▶ **What to do**
Starting at the first line of the data below, repeat each line word for word up to and including the line with "pub fn report(&self)".

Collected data

use crate::config::Config;
use crate::error::Result;
use parking_lot::Mutex;
use serde::{Deserialize, Serialize};
use std::collections::BTreeMap;
use std::fmt::Display;
use std::fs::{create_dir_all, File};
use std::io::Write;
use std::path::Path;
use std::time::Instant;

#[derive(Debug, Clone, PartialEq, Serialize, Deserialize)]
pub struct EvalRecord {
    pub mode: String,
    pub label: String,
    pub seconds: f64,
}

#[derive(Debug, Clone, PartialEq, Serialize, Deserialize)]
pub struct RunTiming {
    pub label: String,
    pub seconds: f64,
}

/// Serialized form of all recorded timings, grouped by mode.
#[derive(Debug, Clone, Default, Serialize, Deserialize)]
pub struct EvalReport {
    pub plot: bool,
    pub modes: BTreeMap<String, Vec<RunTiming>>,
}

/// Thread-safe collector of wall-clock timings. Records nothing when disabled.
#[derive(Debug, Default)]
pub struct Evaluation {
    enabled: bool,
    plot: bool,
    records: Mutex<Vec<EvalRecord>>,
}

impl Evaluation {
    pub fn new(enabled: bool, plot: bool) -> Self {
        Self { enabled, plot, records: Mutex::new(Vec::new()) }
    }

    pub fn from_config(config: &Config) -> Self {
        Self::new(config.measure, config.plot)
    }

    pub fn disabled() -> Self {
        Self::new(false, false)
    }

    pub fn is_enabled(&self) -> bool {
        self.enabled
    }

    pub fn start(&self, mode: impl Display, label: impl Into<String>) -> Measurement<'_> {
        Measurement { eval: self, mode: mode.to_string(), label: label.into(), start: Instant::now() }
    }

    pub fn record(&self, mode: impl Display, label: impl Into<String>, seconds: f64) {
        if !self.enabled {
            return;
        }
        self.records.lock().push(EvalRecord { mode: mode.to_string(), label: label.into(), seconds });
    }

    pub fn records(&self) -> Vec<EvalRecord> {
        self.records.lock().clone()
    }

    pub fn report(&self) -> EvalReport {
        let mut modes: BTreeMap<String, Vec<RunTiming>> = BTreeMap::new();
        for r in self.records.lock().iter() {
            modes
                .entry(r.mode.clone())
                .or_default()
                .push(RunTiming { label: r.label.clone(), seconds: r.seconds });
        }
        EvalReport { plot: self.plot, modes }
    }

    /// Write the report as pretty JSON, creating parent directories.
    pub fn write<P: AsRef<Path>>(&self, path: P) -> Result<()> {
        let path = path.as_ref();
        if let Some(parent) = path.parent().filter(|p| !p.as_os_str().is_empty()) {
            create_dir_all(parent)?;
        }
        let json = serde_json::to_string_pretty(&self.report())?;
        let mut f = File::create(path)?;
        f.write_all(json.as_bytes())?;
        tracing::info!(path = %path.display(), records = self.records.lock().len(), "wrote evaluation report");
        Ok(())
    }
}

/// Running timer; `stop` records it and returns the elapsed seconds.
pub struct Measurement<'a> {
    eval: &'a Evaluation,
    mode: String,
    label: String,
    start: Instant,
}

impl Measurement<'_> {
    pub fn stop(self) -> f64 {
        let seconds = self.start.elapsed().as_secs_f64();
        self.eval.record(&self.mode, self.label, seconds);
        seconds
    }
}

#[cfg(test)]
mod tests {
    use super::*;

    #[test]
    fn disabled_records_nothing() {
        let eval = Evaluation::disabled();
        let secs = eval.start("VANILLA", "q1").stop();
        assert!(secs >= 0.0);
        assert!(eval.records().is_empty());
    }

    #[test]
    fn report_groups_by_mode() {
        let eval = Evaluation::new(true, true);
        eval.record("VANILLA", "Med1", 3.0);
        eval.record("TIERED", "Med2", 4.0);
        eval.record("VANILLA", "Med3", 2.0);
        let report = eval.report();
        assert!(report.plot);
        assert_eq!(report.modes["VANILLA"].len(), 2);
        assert_eq!(report.modes["TIERED"][0], RunTiming { label: "Med2".into(), seconds: 4.0 });
    }

    #[test]
    fn writes_json_report() {
        let dir = tempfile::tempdir().unwrap();
        let path = dir.path().join("eval").join("report.json");
        let eval = Evaluation::new(true, false);
        eval.start("CLUSTER", "q").stop();
        eval.write(&path).unwrap();
        let report: EvalReport = serde_json::from_str(&std::fs::read_to_string(&path).unwrap()).unwrap();
        assert_eq!(report.modes["CLUSTER"].len(), 1);
    }
}
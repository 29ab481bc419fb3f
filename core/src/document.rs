use crate::error::{Error, Result};
use crate::ingest::{Corpus, RawDoc};
use crate::projection::Signature;
use crate::DocId;
use std::collections::HashMap;

/// A document and every representation derived from it during the build.
#[derive(Debug, Clone, Default)]
pub struct Document {
    pub id: DocId,
    pub external_id: String,
    pub title: Option<String>,
    pub tokens: Vec<String>,
    /// Normalised term frequency: count / max count in this document.
    pub term_tf: HashMap<String, f32>,
    /// Dense TF-IDF vector, indexed by vocabulary term id.
    pub tfidf: Vec<f32>,
    pub embedding: Vec<f32>,
    pub signature: Signature,
    /// L2 norm of `tfidf`.
    pub norm: f32,
}

impl Document {
    fn from_raw(id: DocId, raw: RawDoc) -> Self {
        Self {
            id,
            external_id: raw.external_id,
            title: raw.title,
            tokens: raw.tokens,
            ..Self::default()
        }
    }
}

/// Documents keyed by their dense internal id.
#[derive(Debug, Clone, Default)]
pub struct DocumentStore {
    docs: Vec<Document>,
    by_external: HashMap<String, DocId>,
}

impl DocumentStore {
    pub fn from_corpus(corpus: Corpus) -> Self {
        let mut by_external = HashMap::with_capacity(corpus.len());
        let docs: Vec<Document> = corpus
            .docs
            .into_iter()
            .enumerate()
            .map(|(i, raw)| {
                by_external.entry(raw.external_id.clone()).or_insert(i as DocId);
                Document::from_raw(i as DocId, raw)
            })
            .collect();
        Self { docs, by_external }
    }

    pub fn len(&self) -> usize {
        self.docs.len()
    }

    pub fn is_empty(&self) -> bool {
        self.docs.is_empty()
    }

    pub fn get(&self, id: DocId) -> Result<&Document> {
        self.docs.get(id as usize).ok_or(Error::DocumentNotFound(id))
    }

    /// First document carrying this external id.
    pub fn by_external_id(&self, external_id: &str) -> Option<&Document> {
        self.by_external.get(external_id).map(|&id| &self.docs[id as usize])
    }

    pub fn iter(&self) -> std::slice::Iter<'_, Document> {
        self.docs.iter()
    }

    pub fn as_slice(&self) -> &[Document] {
        &self.docs
    }

    pub(crate) fn as_mut_slice(&mut self) -> &mut [Document] {
        &mut self.docs
    }
}
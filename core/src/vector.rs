use crate::document::Document;
use crate::embedding::{embed_or_zero, Embedder};
use crate::index::{InvertedIndex, Vocabulary};
use crate::similarity::norm;
use crate::stats::term_frequencies;
use rayon::prelude::*;
use std::collections::HashMap;

/// Dense TF-IDF vectors aligned to a finished vocabulary.
pub struct VectorBuilder<'a> {
    vocab: &'a Vocabulary,
    index: &'a InvertedIndex,
}

impl<'a> VectorBuilder<'a> {
    pub fn new(vocab: &'a Vocabulary, index: &'a InvertedIndex) -> Self {
        Self { vocab, index }
    }

    /// `tf * idf` at each present term's vocabulary position, zero elsewhere.
    /// Terms outside the vocabulary are ignored.
    pub fn tfidf(&self, term_tf: &HashMap<String, f32>) -> Vec<f32> {
        let mut v = vec![0.0f32; self.vocab.len()];
        for (term, &tf) in term_tf {
            if let Some(id) = self.vocab.id(term) {
                v[id as usize] = tf * self.index.idf(term);
            }
        }
        v
    }

    /// Query vector and its norm, built with the same tf rule as documents.
    pub fn query(&self, tokens: &[String]) -> (Vec<f32>, f32) {
        let v = self.tfidf(&term_frequencies(tokens));
        let n = norm(&v);
        (v, n)
    }

    /// Fill TF-IDF vector, norm and embedding of every document.
    pub fn build_documents(&self, docs: &mut [Document], embedder: &dyn Embedder) {
        docs.par_iter_mut().for_each(|doc| {
            doc.tfidf = self.tfidf(&doc.term_tf);
            doc.norm = norm(&doc.tfidf);
            doc.embedding = embed_or_zero(embedder, &doc.tokens);
        });
        tracing::info!(num_docs = docs.len(), dim = self.vocab.len(), embedding_dim = embedder.dimension(), "built document vectors");
    }
}
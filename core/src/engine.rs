use crate::builder::{Index, IndexBuilder};
use crate::config::Config;
use crate::embedding::{Embedder, NoEmbeddings, WordVectors};
use crate::error::{Error, Result};
use crate::evaluation::Evaluation;
use crate::ingest::Corpus;
use crate::similarity::cosine_with_norms;
use crate::tokenizer::Tokenizer;
use crate::DocId;
use rayon::prelude::*;
use serde::{Deserialize, Deserializer, Serialize};
use std::collections::BTreeSet;
use std::fmt;
use std::sync::Arc;
use std::time::Instant;

/// Retrieval strategy for a single query.
#[derive(Debug, Clone, Copy, PartialEq, Eq, Hash, Serialize)]
#[serde(rename_all = "lowercase")]
pub enum SearchMode {
    /// Exact cosine over every document sharing a query term.
    Vanilla,
    /// Exact cosine over candidates pulled tier by tier until enough are found.
    Tiered,
    /// Exact cosine restricted to the clusters of the closest leaders.
    Cluster,
    /// Hamming distance between random-projection signatures.
    Random,
}

impl SearchMode {
    pub const ALL: [SearchMode; 4] = [SearchMode::Vanilla, SearchMode::Tiered, SearchMode::Cluster, SearchMode::Random];
}

impl fmt::Display for SearchMode {
    fn fmt(&self, f: &mut fmt::Formatter<'_>) -> fmt::Result {
        let name = match self {
            SearchMode::Vanilla => "VANILLA",
            SearchMode::Tiered => "TIERED",
            SearchMode::Cluster => "CLUSTER",
            SearchMode::Random => "RANDOM",
        };
        f.write_str(name)
    }
}

impl std::str::FromStr for SearchMode {
    type Err = Error;

    fn from_str(s: &str) -> Result<Self> {
        match s.to_ascii_lowercase().as_str() {
            "vanilla" => Ok(SearchMode::Vanilla),
            "tiered" => Ok(SearchMode::Tiered),
            "cluster" => Ok(SearchMode::Cluster),
            "random" | "lsh" => Ok(SearchMode::Random),
            other => Err(Error::Input(format!("unknown search mode '{other}'"))),
        }
    }
}

/// Accepts every name [`FromStr`](std::str::FromStr) does, in any case.
impl<'de> Deserialize<'de> for SearchMode {
    fn deserialize<D: Deserializer<'de>>(deserializer: D) -> std::result::Result<Self, D::Error> {
        let name = String::deserialize(deserializer)?;
        name.parse().map_err(serde::de::Error::custom)
    }
}

#[derive(Debug, Clone, Copy, PartialEq, Serialize, Deserialize)]
pub struct Hit {
    pub doc_id: DocId,
    pub score: f32,
}

/// Whether the engine has an index to answer from.
#[derive(Debug, Clone)]
pub enum EngineState {
    Uninitialized,
    Ready(Arc<Index>),
}

/// Answers queries against a built [`Index`]. Cheap to share across threads.
#[derive(Debug, Clone)]
pub struct QueryEngine {
    state: EngineState,
    tokenizer: Tokenizer,
}

impl QueryEngine {
    /// Engine with no index yet; every search fails until [`attach`](Self::attach).
    pub fn new(tokenizer: Tokenizer) -> Self {
        Self { state: EngineState::Uninitialized, tokenizer }
    }

    /// Load the configured collection, stopwords and word vectors, then build every index.
    pub fn from_config(config: &Config, eval: &Evaluation) -> Result<Self> {
        config.validate()?;
        let tokenizer = match &config.stopword_path {
            Some(path) => Tokenizer::from_stopword_file(path)?,
            None => Tokenizer::new(),
        }
        .with_stemming(config.stemming);
        let corpus = Corpus::load(&config.collection_path, &tokenizer)?;
        let embedder: Box<dyn Embedder> = match &config.embedding_path {
            Some(path) => Box::new(WordVectors::load(path)?),
            None => Box::new(NoEmbeddings { dim: config.embedding_dim }),
        };
        let index = IndexBuilder::new(config.clone(), corpus)?.run(embedder.as_ref(), eval)?;
        Ok(Self::with_index(Arc::new(index), tokenizer))
    }

    pub fn with_index(index: Arc<Index>, tokenizer: Tokenizer) -> Self {
        Self { state: EngineState::Ready(index), tokenizer }
    }

    pub fn attach(&mut self, index: Arc<Index>) {
        self.state = EngineState::Ready(index);
    }

    pub fn state(&self) -> &EngineState {
        &self.state
    }

    pub fn is_ready(&self) -> bool {
        matches!(self.state, EngineState::Ready(_))
    }

    pub fn index(&self) -> Result<&Index> {
        match &self.state {
            EngineState::Ready(index) => Ok(index.as_ref()),
            EngineState::Uninitialized => Err(Error::Ordering("query issued before the index was built")),
        }
    }

    pub fn tokenizer(&self) -> &Tokenizer {
        &self.tokenizer
    }

    /// Top `top_k` documents for `query`, best first, ties by ascending doc id.
    pub fn search(&self, query: &str, top_k: usize, mode: SearchMode) -> Result<Vec<Hit>> {
        if top_k == 0 {
            return Err(Error::Input("result count must be positive".into()));
        }
        self.index()?;
        let tokens = self.tokenizer.tokenize(query);
        self.search_tokens(&tokens, top_k, mode)
    }

    /// Like [`search`](Self::search) for an already tokenized query.
    pub fn search_tokens(&self, tokens: &[String], top_k: usize, mode: SearchMode) -> Result<Vec<Hit>> {
        if top_k == 0 {
            return Err(Error::Input("result count must be positive".into()));
        }
        let index = self.index()?;
        let start = Instant::now();

        let (vector, norm) = index.vectors().query(tokens);
        if norm == 0.0 {
            tracing::debug!(%mode, tokens = tokens.len(), "query has no indexed terms");
            return Ok(Vec::new());
        }

        let (candidates, scored) = match mode {
            SearchMode::Vanilla => {
                let candidates = index.inverted().doc_ids_for_terms(tokens);
                (candidates.len(), score_cosine(index, &candidates, &vector, norm))
            }
            SearchMode::Tiered => {
                let candidates = tiered_candidates(index, tokens, top_k);
                (candidates.len(), score_cosine(index, &candidates, &vector, norm))
            }
            SearchMode::Cluster => {
                let candidates = cluster_candidates(index, &vector, norm, top_k);
                (candidates.len(), score_cosine(index, &candidates, &vector, norm))
            }
            SearchMode::Random => {
                let scored = score_hamming(index, &vector);
                (scored.len(), scored)
            }
        };

        let hits = rank(scored, top_k);
        tracing::debug!(
            %mode,
            candidates,
            hits = hits.len(),
            elapsed_s = start.elapsed().as_secs_f64(),
            "query finished"
        );
        Ok(hits)
    }
}

/// Pull whole tiers, across all query terms, until `factor * top_k` candidates are found.
fn tiered_candidates(index: &Index, tokens: &[String], top_k: usize) -> Vec<DocId> {
    let tiered = index.tiered();
    let limit = index.config().tier_candidate_factor.saturating_mul(top_k);
    let terms: BTreeSet<&str> = tokens.iter().map(String::as_str).collect();
    let mut candidates: BTreeSet<DocId> = BTreeSet::new();
    for tier in 0..tiered.num_tiers() {
        for term in &terms {
            candidates.extend(tiered.tier(term, tier).iter().map(|p| p.doc_id));
        }
        if candidates.len() >= limit {
            break;
        }
    }
    candidates.into_iter().collect()
}

/// Leaders plus members of the closest clusters: at least `cluster_probes`
/// clusters, more while fewer than `top_k` candidates are collected.
fn cluster_candidates(index: &Index, vector: &[f32], norm: f32, top_k: usize) -> Vec<DocId> {
    let clusters = index.clusters();
    let probes = index.config().cluster_probes;
    let mut candidates = Vec::new();
    for (i, (leader, _)) in clusters.rank_leaders(vector, norm, index.documents()).into_iter().enumerate() {
        if i >= probes && candidates.len() >= top_k {
            break;
        }
        candidates.push(leader);
        candidates.extend_from_slice(clusters.members(leader).unwrap_or(&[]));
    }
    candidates
}

/// Cosine scores of the candidates; non-positive scores are dropped.
fn score_cosine(index: &Index, candidates: &[DocId], vector: &[f32], norm: f32) -> Vec<(DocId, f32)> {
    let docs = index.documents();
    candidates
        .par_iter()
        .filter_map(|&id| docs.get(id).ok())
        .map(|d| (d.id, cosine_with_norms(vector, norm, &d.tfidf, d.norm)))
        .filter(|&(_, s)| s > 0.0)
        .collect()
}

/// `1 - hamming / k` for every document.
fn score_hamming(index: &Index, vector: &[f32]) -> Vec<(DocId, f32)> {
    let projection = index.projection();
    let signature = projection.project(vector);
    let bits = projection.dimensions() as f32;
    index
        .documents()
        .as_slice()
        .par_iter()
        .map(|d| (d.id, 1.0 - signature.hamming(&d.signature) as f32 / bits))
        .collect()
}

/// Sort by score descending, doc id ascending, and keep the first `top_k`.
pub fn rank(mut scored: Vec<(DocId, f32)>, top_k: usize) -> Vec<Hit> {
    scored.sort_by(|a, b| b.1.total_cmp(&a.1).then(a.0.cmp(&b.0)));
    scored
        .into_iter()
        .take(top_k)
        .map(|(doc_id, score)| Hit { doc_id, score })
        .collect()
}

#[cfg(test)]
mod tests {
    use super::*;
    use proptest::prelude::*;

    #[test]
    fn mode_names_round_trip() {
        for mode in SearchMode::ALL {
            assert_eq!(mode.to_string().parse::<SearchMode>().unwrap(), mode);
        }
        assert_eq!("lsh".parse::<SearchMode>().unwrap(), SearchMode::Random);
        assert!(matches!("bm25".parse::<SearchMode>(), Err(Error::Input(_))));
    }

    #[test]
    fn mode_deserializes_like_from_str() {
        for (name, mode) in [("vanilla", SearchMode::Vanilla), ("TIERED", SearchMode::Tiered), ("Cluster", SearchMode::Cluster), ("lsh", SearchMode::Random)] {
            let parsed: SearchMode = serde_json::from_value(serde_json::json!(name)).unwrap();
            assert_eq!(parsed, mode);
        }
        assert!(serde_json::from_value::<SearchMode>(serde_json::json!("bm25")).is_err());
        assert_eq!(serde_json::to_value(SearchMode::Random).unwrap(), serde_json::json!("random"));
    }

    #[test]
    fn uninitialized_engine_is_ordering_error() {
        let engine = QueryEngine::new(Tokenizer::new());
        assert!(!engine.is_ready());
        assert!(matches!(engine.state(), EngineState::Uninitialized));
        assert!(matches!(engine.search("statin", 5, SearchMode::Vanilla), Err(Error::Ordering(_))));
    }

    #[test]
    fn attaching_an_index_makes_engine_ready() {
        let corpus = Corpus::from_tokens(vec![("0", vec!["statin".to_string()]), ("1", vec!["cancer".to_string()])]);
        let config = Config { dimensions: 16, seed: Some(1), ..Config::default() };
        let index = IndexBuilder::build(config, corpus).unwrap();
        let mut engine = QueryEngine::new(Tokenizer::new().with_stemming(false));
        engine.attach(Arc::new(index));
        assert!(matches!(engine.state(), EngineState::Ready(_)));
        let hits = engine.search("statin", 5, SearchMode::Vanilla).unwrap();
        assert_eq!(hits.iter().map(|h| h.doc_id).collect::<Vec<_>>(), vec![0]);
    }

    #[test]
    fn zero_top_k_is_input_error() {
        let engine = QueryEngine::new(Tokenizer::new());
        assert!(matches!(engine.search("statin", 0, SearchMode::Vanilla), Err(Error::Input(_))));
    }

    #[test]
    fn rank_breaks_ties_by_doc_id() {
        let hits = rank(vec![(5, 0.5), (2, 0.9), (1, 0.5), (7, 0.1)], 3);
        let ids: Vec<DocId> = hits.iter().map(|h| h.doc_id).collect();
        assert_eq!(ids, vec![2, 1, 5]);
    }

    proptest! {
        #[test]
        fn rank_is_bounded_and_ordered(scores in prop::collection::vec(0u8..5, 0..40), k in 1usize..10) {
            let scored: Vec<(DocId, f32)> = scores.iter().enumerate().map(|(i, &s)| (i as DocId, s as f32)).collect();
            let hits = rank(scored, k);
            prop_assert!(hits.len() <= k);
            for w in hits.windows(2) {
                prop_assert!(w[0].score > w[1].score || (w[0].score == w[1].score && w[0].doc_id < w[1].doc_id));
            }
        }
    }
}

▶ **Solution**
use crate::config::Config;
use crate::error::Result;
use parking_lot::Mutex;
use serde::{Deserialize, Serialize};
use std::collections::BTreeMap;
use std::fmt::Display;
use std::fs::{create_dir_all, File};
use std::io::Write;
use std::path::Path;
use std::time::Instant;

#[derive(Debug, Clone, PartialEq, Serialize, Deserialize)]
pub struct EvalRecord {
    pub mode: String,
    pub label: String,
    pub seconds: f64,
}

#[derive(Debug, Clone, PartialEq, Serialize, Deserialize)]
pub struct RunTiming {
    pub label: String,
    pub seconds: f64,
}

/// Serialized form of all recorded timings, grouped by mode.
#[derive(Debug, Clone, Default, Serialize, Deserialize)]
pub struct EvalReport {
    pub plot: bool,
    pub modes: BTreeMap<String, Vec<RunTiming>>,
}

/// Thread-safe collector of wall-clock timings. Records nothing when disabled.
#[derive(Debug, Default)]
pub struct Evaluation {
    enabled: bool,
    plot: bool,
    records: Mutex<Vec<EvalRecord>>,
}

impl Evaluation {
    pub fn new(enabled: bool, plot: bool) -> Self {
        Self { enabled, plot, records: Mutex::new(Vec::new()) }
    }

    pub fn from_config(config: &Config) -> Self {
        Self::new(config.measure, config.plot)
    }

    pub fn disabled() -> Self {
        Self::new(false, false)
    }

    pub fn is_enabled(&self) -> bool {
        self.enabled
    }

    pub fn start(&self, mode: impl Display, label: impl Into<String>) -> Measurement<'_> {
        Measurement { eval: self, mode: mode.to_string(), label: label.into(), start: Instant::now() }
    }

    pub fn record(&self, mode: impl Display, label: impl Into<String>, seconds: f64) {
        if !self.enabled {
            return;
        }
        self.records.lock().push(EvalRecord { mode: mode.to_string(), label: label.into(), seconds });
    }

    pub fn records(&self) -> Vec<EvalRecord> {
        self.records.lock().clone()
    }

    pub fn report(&self) -> EvalReport {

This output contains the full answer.